Access Management = Economic DevelopmentPosted on Thursday, March 15th, 2018 by Mike McKenna
In Transportation Engineering, tagged in
Last week, I spoke at the TEAM conference on the link between access management and economic development. Below are some of the key points from my presentation.
For years, cities have experienced the same cycle.
- Land use changes
- So, traffic increases.
- Then, the number of incidents goes up.
- Flow is decreased.
- Arterial improvements are made.
- Accessibility increases.
- Then, land values go up.
But, as soon as this cycle is over, cities often find they’re right back on the racetrack ready to complete a second lap with the same steps.

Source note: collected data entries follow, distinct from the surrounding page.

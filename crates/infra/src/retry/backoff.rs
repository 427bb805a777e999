//! Backoff policy for outbound calls.

use std::time::Duration;

use serde::{Deserialize, Serialize};

/// Exponential backoff without jitter.
///
/// The delay before retry `n` (1-indexed) is `initial_interval * exponential_rate^(n-1)`,
/// capped at `max_delay`.
#[derive(Debug, Clone, PartialEq, Serialize, Deserialize)]
pub struct BackoffPolicy {
    /// Delay before the first retry
    pub initial_interval: Duration,
    /// Multiplier applied per attempt
    pub exponential_rate: f64,
    /// Upper bound on any single delay
    pub max_delay: Duration,
    /// Total attempts, including the first one
    pub max_attempts: u32,
}

impl Default for BackoffPolicy {
    fn default() -> Self {
        Self {
            initial_interval: Duration::from_secs(1),
            exponential_rate: 2.0,
            max_delay: Duration::from_secs(10),
            max_attempts: 10,
        }
    }
}

impl BackoffPolicy {
    /// Create a policy with exponential backoff.
    pub fn exponential(
        max_attempts: u32,
        initial_interval: Duration,
        exponential_rate: f64,
        max_delay: Duration,
    ) -> Self {
        Self {
            initial_interval,
            exponential_rate,
            max_delay,
            max_attempts,
        }
    }

    /// Create a policy with fixed delays.
    pub fn fixed(max_attempts: u32, delay: Duration) -> Self {
        Self {
            initial_interval: delay,
            exponential_rate: 1.0,
            max_delay: delay,
            max_attempts,
        }
    }

    /// Create a policy that makes a single attempt.
    pub fn no_retry() -> Self {
        Self {
            max_attempts: 1,
            ..Default::default()
        }
    }

    /// Delay to wait after failed attempt `attempt` (1-indexed).
    pub fn delay_for(&self, attempt: u32) -> Duration {
        if attempt == 0 {
            return Duration::ZERO;
        }

        let exponent = i32::try_from(attempt - 1).unwrap_or(i32::MAX);
        let base_nanos = self.initial_interval.as_nanos() as f64;
        let max_nanos = self.max_delay.as_nanos() as f64;
        let delay_nanos = base_nanos * self.exponential_rate.powi(exponent);

        if !delay_nanos.is_finite() || delay_nanos >= max_nanos {
            return self.max_delay;
        }
        if delay_nanos <= 0.0 {
            return Duration::ZERO;
        }
        Duration::from_nanos(delay_nanos.round() as u64)
    }

    /// Check if another attempt is allowed after `attempt` attempts.
    pub fn should_retry(&self, attempt: u32) -> bool {
        attempt < self.max_attempts
    }
}
//! Domain error model.

use thiserror::Error;

/// Result type used across the domain layer.
pub type DomainResult<T> = Result<T, DomainError>;

/// Domain-level error.
///
/// Keep this focused on deterministic failures (bad input, unrepresentable values).
/// Transport and storage failures belong to the crates that own those seams.
#[derive(Debug, Error, Clone, PartialEq, Eq)]
pub enum DomainError {
    /// A value failed validation (e.g. malformed input).
    #[error("validation failed: {0}")]
    Validation(String),

    /// An identifier was invalid (e.g. empty).
    #[error("invalid identifier: {0}")]
    InvalidId(String),

    /// A timestamp could not be represented (out of range, wrong format).
    #[error("invalid timestamp: {0}")]
    InvalidTimestamp(String),
}

impl DomainError {
    pub fn validation(msg: impl Into<String>) -> Self {
        Self::Validation(msg.into())
    }

    pub fn invalid_id(msg: impl Into<String>) -> Self {
        Self::InvalidId(msg.into())
    }

    pub fn invalid_timestamp(msg: impl Into<String>) -> Self {
        Self::InvalidTimestamp(msg.into())
    }
}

One way to stay ahead is to create an access management plan. By using planning and design techniques, municipalities can create better access to public roadway systems for citizens and local businesses. This approach ensures traffic flows more smoothly and crashes are reduced.
While improved safety and efficiency are commonly discussed with access management plans, economic benefits are equally as prevalent. In fact, the Federal Highway Administration (FHWA) has cited a Texas study that indicated corridors with access control improvements experienced an 18 percent increase in property values after construction.
Access management also helps by reducing the number of connection points along a major arterial roadway. These can include driveways for homes or businesses, intersections, and pathways for pedestrians and bicyclists. It might seem counterintuitive at first, but too many access points equals a smaller trade area. Customers more regularly frequent businesses they can get to easily.